There is very little research on the efficacy of these types of drugs to help treat behavioral problems in the very young. However, some mental health experts believe that the trend is a continuation of a much larger issue — that it’s quicker (and more financially desirable for health care providers) to prescribe pills to treat mental health problems.

“People are doing their best with the tools available to them,” Dr. Mary Margaret Gleason, a pediatrician and child psychiatrist at Tulane University School of Medicine, told The Times. “There’s a sense of desperation with families of children who are suffering, and the tool that most providers have is the prescription pad.”

One recent study examined the use of antipsychotics among young children and found the rates were high. The first of its kind to examine age patterns in antipsychotic drugs among children, the study discovered that many times these drugs were prescribed to children who were suffering from attention deficit-hyperactivity disorder (ADHD) or had no diagnosed mental illness at all.

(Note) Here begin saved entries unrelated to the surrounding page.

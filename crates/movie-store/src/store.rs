//! The movie cache: async reads, upserts and live queries.

use std::path::Path;
use std::sync::Arc;

use chrono::Utc;
use futures_util::stream::{self, BoxStream, StreamExt};
use tokio::sync::watch;
use tracing::{debug, info};

use crate::live::LiveHub;
use crate::models::Movie;
use crate::{queries, AsyncDatabase, StoreResult};

/// A live query: the current result, then a fresh result after every
/// committed write. Ends once every handle to the store is dropped.
pub type LiveQuery<T> = BoxStream<'static, StoreResult<T>>;

/// SQLite-backed movie cache.
///
/// Cloning yields another handle to the same database and notification hub.
#[derive(Clone)]
pub struct MovieStore {
    db: AsyncDatabase,
    live: Arc<LiveHub>,
}

impl MovieStore {
    pub async fn open(path: &Path) -> StoreResult<Self> {
        Ok(Self::with_database(AsyncDatabase::open(path).await?))
    }

    pub async fn in_memory() -> StoreResult<Self> {
        Ok(Self::with_database(AsyncDatabase::in_memory().await?))
    }

    pub fn with_database(db: AsyncDatabase) -> Self {
        Self {
            db,
            live: Arc::new(LiveHub::new()),
        }
    }

    pub fn database(&self) -> &AsyncDatabase {
        &self.db
    }

    /// Upserts movies by id in a single transaction.
    ///
    /// Live queries are notified after commit. An empty batch writes nothing
    /// and notifies no one.
    pub async fn insert(&self, movies: Vec<Movie>) -> StoreResult<usize> {
        if movies.is_empty() {
            debug!("Empty batch, nothing to upsert");
            return Ok(0);
        }

        let updated_at = Utc::now().to_rfc3339();
        let written = self
            .db
            .call(move |conn| queries::upsert_movies(conn, &movies, &updated_at))
            .await?;

        self.live.notify();
        debug!(count = written, "Upserted movies");
        Ok(written)
    }

    pub async fn load_movies(&self) -> StoreResult<Vec<Movie>> {
        self.db.call(queries::list_movies).await
    }

    pub async fn load_movie(&self, id: &str) -> StoreResult<Option<Movie>> {
        let id = id.to_string();
        self.db.call(move |conn| queries::get_movie(conn, &id)).await
    }

    pub async fn count(&self) -> StoreResult<u64> {
        self.db.call(queries::count_movies).await
    }

    /// Deletes every cached movie and notifies live queries.
    pub async fn clear(&self) -> StoreResult<usize> {
        let deleted = self.db.call(queries::delete_all_movies).await?;
        self.live.notify();
        info!(count = deleted, "Cleared movie cache");
        Ok(deleted)
    }

    /// Live query over all cached movies.
    pub fn watch_movies(&self) -> LiveQuery<Vec<Movie>> {
        let db = self.db.clone();
        live_query(self.live.subscribe(), move || {
            let db = db.clone();
            async move { db.call(queries::list_movies).await }
        })
    }

    /// Live query over one cached movie.
    pub fn watch_movie(&self, id: &str) -> LiveQuery<Option<Movie>> {
        let db = self.db.clone();
        let id = id.to_string();
        live_query(self.live.subscribe(), move || {
            let db = db.clone();
            let id = id.clone();
            async move { db.call(move |conn| queries::get_movie(conn, &id)).await }
        })
    }

    /// Number of open live queries.
    pub fn live_query_count(&self) -> usize {
        self.live.subscriber_count()
    }
}

fn live_query<T, F, Fut>(rx: watch::Receiver<u64>, read: F) -> LiveQuery<T>
where
    T: Send + 'static,
    F: Fn() -> Fut + Send + 'static,
    Fut: std::future::Future<Output = StoreResult<T>> + Send + 'static,
{
    stream::unfold((rx, read, true), |(mut rx, read, first)| async move {
        if !first && rx.changed().await.is_err() {
            return None;
        }
        // Mark the revision seen before reading so a write that lands
        // during the read triggers another one.
        rx.borrow_and_update();
        let result = read().await;
        Some((result, (rx, read, false)))
    })
    .boxed()
}
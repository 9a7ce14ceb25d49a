//! Behavioral tests for the reconciler and the pager.
//!
//! - `harness.rs`    - In-memory cache and page source with controllable gates
//! - `reconciler.rs` - Single-value reconciliation cycles
//! - `paging.rs`     - Page cursor state machine
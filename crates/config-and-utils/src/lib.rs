//! Core configuration, paths, and logging bootstrap for movies-sync.

mod config;
mod error;
mod logging;
mod paths;

pub use config::{
    Config, DEFAULT_API_URL, DEFAULT_BACKDROP_SIZE, DEFAULT_IMAGE_BASE_URL, DEFAULT_LANGUAGE,
    DEFAULT_LOG_LEVEL, DEFAULT_POSTER_SIZE,
};
pub use error::{CoreError, CoreResult};
pub use logging::init_logging;
pub use paths::Paths;
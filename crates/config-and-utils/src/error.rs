//! Core error types for configuration and bootstrap.

use thiserror::Error;

/// Core error type for configuration and bootstrap operations.
#[derive(Error, Debug)]
pub enum CoreError {
    /// Configuration error
    #[error("Configuration error: {0}")]
    Config(String),

    /// IO error
    #[error("IO error: {0}")]
    Io(#[from] std::io::Error),

    /// URL parsing error
    #[error("Invalid URL: {0}")]
    InvalidUrl(#[from] url::ParseError),

    /// JSON serialization/deserialization error
    #[error("JSON error: {0}")]
    Json(#[from] serde_json::Error),

    /// Path error (e.g., home directory not found)
    #[error("Path error: {0}")]
    Path(String),
}

/// Result type alias using CoreError.
pub type CoreResult<T> = Result<T, CoreError>;
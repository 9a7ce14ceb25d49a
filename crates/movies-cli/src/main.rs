//! movies-sync - keep a local movie cache in step with the catalogue.

mod commands;
mod output;

use clap::{Parser, Subcommand};
use config_and_utils::{init_logging, Config, Paths};
use tracing::debug;

/// movies-sync - refresh and page a local movie cache.
#[derive(Parser)]
#[command(name = "movies-sync")]
#[command(about = "Stale-while-revalidate movie cache backed by SQLite")]
#[command(version)]
struct Cli {
    #[command(subcommand)]
    command: Commands,

    /// Output format (text or json)
    #[arg(short, long, default_value = "text", global = true)]
    format: output::OutputFormat,

    /// Log level (trace, debug, info, warn, error); defaults to the config file
    #[arg(long, global = true)]
    log_level: Option<String>,

    /// Also print logs to stderr
    #[arg(long, global = true)]
    verbose: bool,
}

#[derive(Subcommand)]
enum Commands {
    /// Refresh popular movies, then load more pages into the cache
    Popular {
        /// Number of pages to load after the refresh
        #[arg(short, long, default_value = "1")]
        pages: u32,
    },

    /// Refresh a single movie by catalogue id
    Movie {
        /// Catalogue movie id
        id: String,
    },

    /// List cached movies without contacting the catalogue
    Cached {
        /// Show at most this many movies
        #[arg(short, long)]
        limit: Option<usize>,
    },

    /// Delete every cached movie
    Clear,
}

#[tokio::main]
async fn main() {
    let cli = Cli::parse();

    if let Err(e) = run(cli).await {
        eprintln!("Error: {:#}", e);
        std::process::exit(1);
    }
}

async fn run(cli: Cli) -> anyhow::Result<()> {
    let paths = Paths::new()?;
    let config = Config::load(&paths)?;

    let level = cli.log_level.as_deref().unwrap_or(&config.log_level);
    if let Err(e) = init_logging(level, &paths, cli.verbose) {
        eprintln!("Warning: logging disabled: {}", e);
    }
    debug!(base_dir = %paths.base_dir().display(), "Starting movies-sync");

    match cli.command {
        Commands::Popular { pages } => commands::popular(pages, &paths, &config, &cli.format).await,
        Commands::Movie { id } => commands::movie(&id, &paths, &config, &cli.format).await,
        Commands::Cached { limit } => commands::cached(limit, &paths, &cli.format).await,
        Commands::Clear => commands::clear(&paths, &cli.format).await,
    }
}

“What’s especially important is the finding that around 1.5 percent of boys aged 10-18 are on antipsychotics, and then this rate abruptly falls by half, as adolescents become young adults,” Dr. Michael Schoenbaum, senior advisor for mental health services, epidemiology and economics at the National Institute of Mental Health, said in the press release. Schoenbaum also noted that “antipsychotics should be prescribed with care,” as they can cause significant physical and neurological changes, especially in the very young.

A possible explanation for the trend lies in the fact that there are simply not enough mental health care providers or psychiatrists available to treat everyone — especially young kids. Cognitive behavioral therapy and other treatment options take time and can be more difficult to come by. Child psychiatrists are often hard to come by, and have a long waiting list, so pediatricians are left to prescribe meds instead.